From the listing below, copy out every line where the word "language" appears.

..........

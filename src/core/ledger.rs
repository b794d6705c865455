// ─── Version Ledger ───
// `versions.json` at the repository root records, per edition, the last
// processed version and the SHA-1 of every exported language file.

use std::collections::BTreeMap;
use std::path::{Path, PathBuf};

use chrono::{DateTime, Utc};
use serde::{Deserialize, Serialize};
use tracing::{info, warn};

use crate::core::error::{SyncError, SyncResult};

pub const LEDGER_FILE: &str = "versions.json";

/// Relative language file path → SHA-1 hex.
pub type FileHashes = BTreeMap<String, String>;

#[derive(Debug, Clone, Serialize, Deserialize, PartialEq)]
pub struct EditionRecord {
    pub update_time: DateTime<Utc>,
    pub version: String,
    #[serde(default, skip_serializing_if = "Option::is_none")]
    pub asset_index: Option<serde_json::Value>,
    #[serde(default)]
    pub sha1: FileHashes,
}

#[derive(Debug, Clone, Default, Serialize, Deserialize, PartialEq)]
pub struct Ledger {
    #[serde(default, skip_serializing_if = "Option::is_none")]
    pub java: Option<EditionRecord>,
    #[serde(default, skip_serializing_if = "Option::is_none")]
    pub bedrock: Option<EditionRecord>,
}

impl Ledger {
    pub fn path(base_dir: &Path) -> PathBuf {
        base_dir.join(LEDGER_FILE)
    }

    /// Load the ledger; a missing or unreadable file yields an empty one.
    pub fn load(base_dir: &Path) -> Self {
        let path = Self::path(base_dir);
        let Ok(raw) = std::fs::read(&path) else {
            return Self::default();
        };
        match serde_json::from_slice(&raw) {
            Ok(ledger) => ledger,
            Err(e) => {
                warn!("Could not read existing {:?}: {}", path, e);
                Self::default()
            }
        }
    }

    /// Replace `versions.json` through a temp file so readers never see a
    /// half-written document.
    pub fn save(&self, base_dir: &Path) -> SyncResult<()> {
        let path = Self::path(base_dir);
        let tmp = path.with_extension("json.tmp");
        let json = serde_json::to_vec_pretty(self)?;
        std::fs::write(&tmp, json).map_err(|e| SyncError::io(&tmp, e))?;
        std::fs::rename(&tmp, &path).map_err(|e| SyncError::io(&path, e))?;
        Ok(())
    }

    /// Store a new record when its hashes differ from the recorded ones.
    ///
    /// Returns `true` if the ledger changed.
    pub fn record(
        slot: &mut Option<EditionRecord>,
        version: &str,
        sha1: FileHashes,
        asset_index: Option<serde_json::Value>,
    ) -> bool {
        if slot.as_ref().is_some_and(|r| r.sha1 == sha1 && r.version == version) {
            return false;
        }
        info!("Recording {} language files for {}", sha1.len(), version);
        *slot = Some(EditionRecord {
            update_time: Utc::now(),
            version: version.to_string(),
            asset_index,
            sha1,
        });
        true
    }
}

/// SHA-1 hex of a byte buffer.
pub fn sha1_hex(bytes: &[u8]) -> String {
    use sha1::{Digest, Sha1};
    let mut hasher = Sha1::new();
    hasher.update(bytes);
    hex::encode(hasher.finalize())
}

#[cfg(test)]
mod tests {
    use super::*;

    fn hashes(pairs: &[(&str, &str)]) -> FileHashes {
        pairs
            .iter()
            .map(|(k, v)| (k.to_string(), v.to_string()))
            .collect()
    }

    #[test]
    fn sha1_matches_known_digest() {
        assert_eq!(sha1_hex(b"abc"), "a9993e364706816aba3e25717850c26c9cd0d89d");
    }

    #[test]
    fn unchanged_hashes_do_not_touch_the_record() {
        let mut slot = None;
        assert!(Ledger::record(&mut slot, "1.20.1", hashes(&[("en_US.lang", "aa")]), None));
        let before = slot.clone();
        assert!(!Ledger::record(&mut slot, "1.20.1", hashes(&[("en_US.lang", "aa")]), None));
        assert_eq!(slot, before);
        assert!(Ledger::record(&mut slot, "1.20.1", hashes(&[("en_US.lang", "bb")]), None));
    }

    #[test]
    fn save_and_load_preserve_other_editions() {
        let dir = tempfile::tempdir().unwrap();
        let mut ledger = Ledger::default();
        Ledger::record(&mut ledger.java, "24w14a", hashes(&[("en_us.json", "01")]), None);
        ledger.save(dir.path()).unwrap();

        let mut loaded = Ledger::load(dir.path());
        assert_eq!(loaded.java.as_ref().unwrap().version, "24w14a");
        Ledger::record(&mut loaded.bedrock, "1.21.0.3", FileHashes::new(), None);
        loaded.save(dir.path()).unwrap();

        let reloaded = Ledger::load(dir.path());
        assert!(reloaded.java.is_some());
        assert_eq!(reloaded.bedrock.unwrap().version, "1.21.0.3");
        assert!(!dir.path().join("versions.json.tmp").exists());
    }

    #[test]
    fn corrupt_ledger_loads_empty() {
        let dir = tempfile::tempdir().unwrap();
        std::fs::write(dir.path().join(LEDGER_FILE), b"{not json").unwrap();
        assert_eq!(Ledger::load(dir.path()), Ledger::default());
    }
}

..........

EXERCISE RESPONSE:
// processed version and the SHA-1 of every exported language file.
/// Relative language file path → SHA-1 hex.
        info!("Recording {} language files for {}", sha1.len(), version);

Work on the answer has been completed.